I posted this as an immediate response to the depressing moment of seeing the BBC headline "David Cameron Prime Minister". I am consumed with hatred for the man, both rational and irrational; his voice and his face make me sick.
However, with a couple of days' time for reflection, I think it is more appropriate than I thought. Two points I notice: 1) the C-word is in the plural, 2) "still" running the world.
The problem is not Cameron as such, but the systems he represents. On the one hand, he represents. He is the 19th prime minister we've had to have attended Eton and half the new cabinet went to schools like Eton, Westminster, Rugby, Cheltenham, Charterhouse. How can this be right?
And secondly is the role of the anthropomorphised (is that what I mean?) "markets". The BBC in the days after the election gave as much prominence to what "the markets" wanted as to what the electorate wanted, and then "the markets" breathed a huge sigh of relief when they got what they wanted: a government made up of people with close personal connections to the world of finance capital.
dom
I knew nothing about him so I googled a bit and learned about the rending experience he and his family have been through with the birth of his eldest son. Being a mother (which obviously comes with a .. you-know-what)I was overcome with imagining their pain and heartbreak. There are better ways of criticizing a political leader but I guess this is the internet, a zone of unbounded linguistic brutality and debasement. In the old "Sangbaggers" series which I love, the expression was "old school tie network" to indicate suspicion of privilege. Now it's simply "cunts". At least in the old way, the meaning was more or less clear upon some reflection. The new idiom can be universally applied to anybody and everybody.
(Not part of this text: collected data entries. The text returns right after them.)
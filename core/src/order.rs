//! Order aggregate and its lifecycle state machine.
//!
//! ```text
//! pending ──┬──► matching ──► signed ──┬──► cancelled
//!           │        │                 │
//!           └────────┴─────────────────┴──► completed
//! ```
//!
//! `cancelled` and `completed` are terminal. `matching` and `signed` are
//! reserved for assignment logic that lives outside this crate; nothing here
//! drives an order into them, but the transition table accepts them so a
//! future producer can.

use crate::error::OrderError;
use crate::time_gap::TimeGap;
use chrono::{DateTime, Utc};
use serde::{Deserialize, Serialize};
use std::fmt;
use std::str::FromStr;
use uuid::Uuid;

/// Unique identifier of an order.
#[derive(Clone, Copy, Debug, PartialEq, Eq, Hash, PartialOrd, Ord, Serialize, Deserialize)]
#[serde(transparent)]
pub struct OrderId(Uuid);

impl OrderId {
    /// Generate a fresh random order id.
    #[must_use]
    pub fn new() -> Self {
        Self(Uuid::new_v4())
    }

    /// Wrap an existing UUID.
    #[must_use]
    pub const fn from_uuid(id: Uuid) -> Self {
        Self(id)
    }

    /// The underlying UUID.
    #[must_use]
    pub const fn as_uuid(&self) -> Uuid {
        self.0
    }
}

impl Default for OrderId {
    fn default() -> Self {
        Self::new()
    }
}

impl fmt::Display for OrderId {
    fn fmt(&self, f: &mut fmt::Formatter<'_>) -> fmt::Result {
        self.0.fmt(f)
    }
}

impl FromStr for OrderId {
    type Err = OrderError;

    fn from_str(s: &str) -> Result<Self, Self::Err> {
        Uuid::parse_str(s)
            .map(Self)
            .map_err(|e| OrderError::Validation(format!("invalid order_id '{s}': {e}")))
    }
}

/// Identity of a user (client or agent) as issued by the auth service.
#[derive(Clone, Copy, Debug, PartialEq, Eq, Hash, PartialOrd, Ord, Serialize, Deserialize)]
#[serde(transparent)]
pub struct UserId(Uuid);

impl UserId {
    /// Wrap an existing UUID.
    #[must_use]
    pub const fn from_uuid(id: Uuid) -> Self {
        Self(id)
    }

    /// Generate a random user id. Mostly useful in tests.
    #[must_use]
    pub fn random() -> Self {
        Self(Uuid::new_v4())
    }

    /// The underlying UUID.
    #[must_use]
    pub const fn as_uuid(&self) -> Uuid {
        self.0
    }
}

impl fmt::Display for UserId {
    fn fmt(&self, f: &mut fmt::Formatter<'_>) -> fmt::Result {
        self.0.fmt(f)
    }
}

impl FromStr for UserId {
    type Err = OrderError;

    fn from_str(s: &str) -> Result<Self, Self::Err> {
        Uuid::parse_str(s)
            .map(Self)
            .map_err(|e| OrderError::Validation(format!("invalid user_id '{s}': {e}")))
    }
}

/// Lifecycle status of an order.
#[derive(Clone, Copy, Debug, PartialEq, Eq, Hash, Serialize, Deserialize)]
#[serde(rename_all = "lowercase")]
pub enum OrderStatus {
    /// Waiting for an agent.
    Pending,
    /// An agent is being matched (reserved).
    Matching,
    /// An agent has signed on (reserved).
    Signed,
    /// Cancelled by the owner. Terminal.
    Cancelled,
    /// Fulfilled. Terminal.
    Completed,
}

impl OrderStatus {
    /// Every status, in lifecycle order.
    pub const ALL: [Self; 5] = [
        Self::Pending,
        Self::Matching,
        Self::Signed,
        Self::Cancelled,
        Self::Completed,
    ];

    /// Statuses that count towards the one-active-order-per-user rule.
    pub const ACTIVE: [Self; 3] = [Self::Pending, Self::Matching, Self::Signed];

    /// Wire and column representation.
    #[must_use]
    pub const fn as_str(self) -> &'static str {
        match self {
            Self::Pending => "pending",
            Self::Matching => "matching",
            Self::Signed => "signed",
            Self::Cancelled => "cancelled",
            Self::Completed => "completed",
        }
    }

    /// Whether the order still occupies the user's single active slot.
    #[must_use]
    pub const fn is_active(self) -> bool {
        matches!(self, Self::Pending | Self::Matching | Self::Signed)
    }

    /// Whether no further transition is possible.
    #[must_use]
    pub const fn is_terminal(self) -> bool {
        !self.is_active()
    }

    /// Whether `self -> next` is an edge of the lifecycle graph.
    #[must_use]
    pub const fn can_transition_to(self, next: Self) -> bool {
        match (self, next) {
            (Self::Pending, Self::Matching | Self::Signed)
            | (Self::Matching, Self::Signed)
            | (
                Self::Pending | Self::Matching | Self::Signed,
                Self::Cancelled | Self::Completed,
            ) => true,
            _ => false,
        }
    }

    /// Every status from which `target` is reachable in one step.
    ///
    /// Stores use this to express a transition as a single conditional update.
    #[must_use]
    pub fn sources_of(target: Self) -> Vec<Self> {
        Self::ALL
            .into_iter()
            .filter(|from| from.can_transition_to(target))
            .collect()
    }
}

impl fmt::Display for OrderStatus {
    fn fmt(&self, f: &mut fmt::Formatter<'_>) -> fmt::Result {
        f.write_str(self.as_str())
    }
}

impl FromStr for OrderStatus {
    type Err = OrderError;

    fn from_str(s: &str) -> Result<Self, Self::Err> {
        Self::ALL
            .into_iter()
            .find(|status| status.as_str() == s)
            .ok_or_else(|| OrderError::Validation(format!("unknown order status '{s}'")))
    }
}

/// A ride/delivery order.
///
/// Serialized field names match the public wire shape, which is shared by the
/// HTTP API and the broker payload.
#[derive(Clone, Debug, PartialEq, Eq, Serialize, Deserialize)]
pub struct Order {
    /// Generated on insert, immutable.
    pub order_id: OrderId,
    /// Owner, immutable.
    pub user_id: UserId,
    /// Assigned agent, if any.
    #[serde(default)]
    pub agent_id: Option<UserId>,
    /// Pickup address.
    #[serde(rename = "order_address")]
    pub address: String,
    /// Free-form location descriptor.
    #[serde(rename = "order_location")]
    pub location: String,
    /// When the order should be fulfilled.
    #[serde(rename = "order_date")]
    pub scheduled_date: DateTime<Utc>,
    /// Accepted tolerance around `scheduled_date`.
    #[serde(rename = "order_time_gap")]
    pub time_gap: TimeGap,
    /// Current lifecycle status.
    #[serde(rename = "order_status")]
    pub status: OrderStatus,
    /// Insert time.
    pub created_at: DateTime<Utc>,
    /// Time of the last transition.
    pub updated_at: DateTime<Utc>,
}

impl Order {
    /// Materialize a validated [`NewOrder`] as a `pending` order.
    #[must_use]
    pub fn from_new(new: NewOrder, order_id: OrderId, now: DateTime<Utc>) -> Self {
        Self {
            order_id,
            user_id: new.user_id,
            agent_id: None,
            address: new.address,
            location: new.location,
            scheduled_date: new.scheduled_date,
            time_gap: new.time_gap,
            status: OrderStatus::Pending,
            created_at: now,
            updated_at: now,
        }
    }

    /// Apply a lifecycle transition in place.
    ///
    /// # Errors
    ///
    /// Returns [`OrderError::InvalidTransition`] when the current status does
    /// not permit moving to `to`.
    pub fn transition(&mut self, to: OrderStatus, now: DateTime<Utc>) -> Result<(), OrderError> {
        if !self.status.can_transition_to(to) {
            return Err(OrderError::InvalidTransition {
                order_id: self.order_id,
                from: self.status,
                to,
            });
        }
        self.status = to;
        self.updated_at = now;
        Ok(())
    }
}

/// Validated input for creating an order.
#[derive(Clone, Debug, PartialEq, Eq)]
pub struct NewOrder {
    /// Owner of the new order.
    pub user_id: UserId,
    /// Pickup address, never blank.
    pub address: String,
    /// Free-form location descriptor.
    pub location: String,
    /// Scheduled instant.
    pub scheduled_date: DateTime<Utc>,
    /// Tolerance window.
    pub time_gap: TimeGap,
}

/// Unvalidated create request as it arrives over the wire.
#[derive(Clone, Debug, Serialize, Deserialize)]
pub struct CreateOrderRequest {
    /// Owner id as a UUID string.
    pub user_id: String,
    /// Pickup address.
    pub order_address: String,
    /// Free-form location descriptor.
    #[serde(default)]
    pub order_location: String,
    /// RFC 3339 timestamp.
    pub order_date: String,
    /// Duration such as `30m` or `1h30m`.
    pub order_time_gap: String,
}

impl CreateOrderRequest {
    /// Validate and convert into a [`NewOrder`].
    ///
    /// # Errors
    ///
    /// Returns [`OrderError::Validation`] on a malformed user id, a blank
    /// address, a date that is not RFC 3339, or an unparsable duration.
    pub fn validate(self) -> Result<NewOrder, OrderError> {
        let user_id: UserId = self.user_id.trim().parse()?;

        let address = self.order_address.trim().to_string();
        if address.is_empty() {
            return Err(OrderError::Validation(
                "order_address must not be empty".to_string(),
            ));
        }

        let scheduled_date = DateTime::parse_from_rfc3339(self.order_date.trim())
            .map_err(|e| {
                OrderError::Validation(format!("invalid order_date '{}': {e}", self.order_date))
            })?
            .with_timezone(&Utc);

        let time_gap: TimeGap = self
            .order_time_gap
            .parse()
            .map_err(|e| OrderError::Validation(format!("invalid order_time_gap: {e}")))?;

        Ok(NewOrder {
            user_id,
            address,
            location: self.order_location.trim().to_string(),
            scheduled_date,
            time_gap,
        })
    }
}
I do feel sympathy for his family's travails, and I am sure that if he wasn't a politician I would manage to be perfectly civil with him if, say, he was one of the other dads at the edge of the soccer pitch on Saturday mornings. However, he seems to me - in his personality, in his persona, in his performance, in in his accent, in his odd turns of speech, in the way he wears his clothes, in the lifestyle he conspicuously leads - to so embody or exemplify so many things that are wrong with the United Kingdom at this moment in time, that I find it hard to see beyond that.